Stored data:
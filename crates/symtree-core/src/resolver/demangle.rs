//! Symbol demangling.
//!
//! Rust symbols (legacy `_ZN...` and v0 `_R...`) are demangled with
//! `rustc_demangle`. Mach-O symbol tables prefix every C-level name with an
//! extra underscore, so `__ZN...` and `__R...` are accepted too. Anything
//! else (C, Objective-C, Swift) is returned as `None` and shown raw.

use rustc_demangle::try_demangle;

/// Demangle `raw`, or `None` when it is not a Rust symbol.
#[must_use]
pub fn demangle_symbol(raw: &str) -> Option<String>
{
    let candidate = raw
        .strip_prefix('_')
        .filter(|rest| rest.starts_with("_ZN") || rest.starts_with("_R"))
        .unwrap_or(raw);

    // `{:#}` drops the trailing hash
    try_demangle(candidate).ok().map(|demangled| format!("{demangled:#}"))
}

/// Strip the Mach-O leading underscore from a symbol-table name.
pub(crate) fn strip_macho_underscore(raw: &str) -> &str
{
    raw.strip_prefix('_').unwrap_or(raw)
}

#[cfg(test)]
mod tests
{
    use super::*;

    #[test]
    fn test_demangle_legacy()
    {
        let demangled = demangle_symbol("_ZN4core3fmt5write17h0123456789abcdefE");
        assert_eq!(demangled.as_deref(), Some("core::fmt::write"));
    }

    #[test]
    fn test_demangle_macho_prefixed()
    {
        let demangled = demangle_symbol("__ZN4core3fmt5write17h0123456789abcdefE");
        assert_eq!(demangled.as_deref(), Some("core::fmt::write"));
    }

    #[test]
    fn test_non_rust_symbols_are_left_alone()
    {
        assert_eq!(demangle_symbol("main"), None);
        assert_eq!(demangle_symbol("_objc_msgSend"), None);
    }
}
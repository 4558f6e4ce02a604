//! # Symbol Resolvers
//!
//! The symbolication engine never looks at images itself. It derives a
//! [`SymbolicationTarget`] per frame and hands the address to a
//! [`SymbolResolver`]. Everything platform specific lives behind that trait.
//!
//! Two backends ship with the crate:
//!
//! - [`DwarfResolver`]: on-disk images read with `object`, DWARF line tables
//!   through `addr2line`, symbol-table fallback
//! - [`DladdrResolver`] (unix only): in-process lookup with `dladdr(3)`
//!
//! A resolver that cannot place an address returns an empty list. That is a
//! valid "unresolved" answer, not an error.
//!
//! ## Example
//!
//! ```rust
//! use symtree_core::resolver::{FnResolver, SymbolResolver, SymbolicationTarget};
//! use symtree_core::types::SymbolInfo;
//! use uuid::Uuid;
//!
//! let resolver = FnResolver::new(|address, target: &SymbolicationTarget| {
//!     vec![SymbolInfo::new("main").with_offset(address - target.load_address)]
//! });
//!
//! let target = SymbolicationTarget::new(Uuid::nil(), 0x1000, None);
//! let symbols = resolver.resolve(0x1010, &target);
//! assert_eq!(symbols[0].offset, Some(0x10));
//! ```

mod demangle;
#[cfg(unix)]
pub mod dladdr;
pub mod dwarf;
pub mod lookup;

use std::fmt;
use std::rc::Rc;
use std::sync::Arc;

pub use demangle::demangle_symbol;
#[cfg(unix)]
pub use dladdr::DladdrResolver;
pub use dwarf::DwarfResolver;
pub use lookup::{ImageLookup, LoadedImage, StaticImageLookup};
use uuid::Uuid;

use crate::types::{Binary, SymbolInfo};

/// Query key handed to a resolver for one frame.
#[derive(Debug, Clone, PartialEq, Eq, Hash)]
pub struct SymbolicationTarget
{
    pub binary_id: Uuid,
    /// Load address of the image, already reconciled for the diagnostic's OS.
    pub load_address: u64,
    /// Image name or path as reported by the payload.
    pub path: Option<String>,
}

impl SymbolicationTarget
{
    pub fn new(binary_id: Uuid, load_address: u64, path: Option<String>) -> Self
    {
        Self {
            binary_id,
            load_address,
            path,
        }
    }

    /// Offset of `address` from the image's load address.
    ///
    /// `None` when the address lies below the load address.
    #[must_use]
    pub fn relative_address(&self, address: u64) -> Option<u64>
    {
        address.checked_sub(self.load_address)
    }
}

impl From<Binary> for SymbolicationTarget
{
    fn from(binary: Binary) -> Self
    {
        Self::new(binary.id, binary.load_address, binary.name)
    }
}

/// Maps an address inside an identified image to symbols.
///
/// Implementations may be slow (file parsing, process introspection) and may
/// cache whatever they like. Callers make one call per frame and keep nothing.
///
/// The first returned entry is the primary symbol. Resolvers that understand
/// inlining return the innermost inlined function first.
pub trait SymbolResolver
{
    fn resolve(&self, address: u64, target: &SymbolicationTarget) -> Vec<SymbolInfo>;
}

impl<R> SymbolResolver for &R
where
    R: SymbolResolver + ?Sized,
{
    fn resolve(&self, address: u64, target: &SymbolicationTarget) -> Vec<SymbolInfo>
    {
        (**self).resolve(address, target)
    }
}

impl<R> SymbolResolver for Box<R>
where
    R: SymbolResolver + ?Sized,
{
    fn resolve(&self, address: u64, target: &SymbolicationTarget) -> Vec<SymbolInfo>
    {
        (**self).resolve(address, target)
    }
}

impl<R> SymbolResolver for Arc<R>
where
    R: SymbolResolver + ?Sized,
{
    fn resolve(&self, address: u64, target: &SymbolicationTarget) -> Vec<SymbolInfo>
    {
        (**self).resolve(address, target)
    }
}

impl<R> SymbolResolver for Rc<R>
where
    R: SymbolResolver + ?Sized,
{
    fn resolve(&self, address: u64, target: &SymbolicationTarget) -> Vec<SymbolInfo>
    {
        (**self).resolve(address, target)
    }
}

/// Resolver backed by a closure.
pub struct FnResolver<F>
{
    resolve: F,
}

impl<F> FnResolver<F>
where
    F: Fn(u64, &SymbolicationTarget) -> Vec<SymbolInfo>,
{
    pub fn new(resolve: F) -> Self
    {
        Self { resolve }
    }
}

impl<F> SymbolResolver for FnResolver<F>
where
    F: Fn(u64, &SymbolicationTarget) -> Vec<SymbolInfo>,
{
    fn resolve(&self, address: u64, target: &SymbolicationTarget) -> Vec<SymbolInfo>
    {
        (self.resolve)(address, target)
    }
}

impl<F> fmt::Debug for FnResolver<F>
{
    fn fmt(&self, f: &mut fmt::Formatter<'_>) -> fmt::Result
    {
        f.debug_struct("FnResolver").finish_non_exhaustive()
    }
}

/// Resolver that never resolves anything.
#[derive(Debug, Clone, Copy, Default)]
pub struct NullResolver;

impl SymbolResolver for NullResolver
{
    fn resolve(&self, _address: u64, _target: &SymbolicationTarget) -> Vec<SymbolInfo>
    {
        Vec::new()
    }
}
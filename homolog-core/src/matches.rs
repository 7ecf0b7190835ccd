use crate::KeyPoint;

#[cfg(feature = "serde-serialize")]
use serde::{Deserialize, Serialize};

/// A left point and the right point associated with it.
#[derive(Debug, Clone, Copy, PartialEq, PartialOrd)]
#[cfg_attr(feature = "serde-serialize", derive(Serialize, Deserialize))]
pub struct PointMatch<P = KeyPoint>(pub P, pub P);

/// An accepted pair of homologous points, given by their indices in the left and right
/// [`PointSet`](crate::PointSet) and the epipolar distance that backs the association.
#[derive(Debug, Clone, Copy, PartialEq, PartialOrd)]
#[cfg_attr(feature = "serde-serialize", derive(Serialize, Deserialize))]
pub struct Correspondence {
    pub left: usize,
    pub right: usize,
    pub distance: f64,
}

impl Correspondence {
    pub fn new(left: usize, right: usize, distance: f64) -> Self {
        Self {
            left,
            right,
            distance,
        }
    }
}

TO DO:
Quote exactly the stretch of lines above that starts at the first one and ends at the line with "name with an", and nothing beyond it.

SOLUTION:
filename crates/symtree-core/src/resolver/demangle.rs
//! Symbol demangling.
//!
//! Rust symbols (legacy `_ZN...` and v0 `_R...`) are demangled with
//! `rustc_demangle`. Mach-O symbol tables prefix every C-level name with an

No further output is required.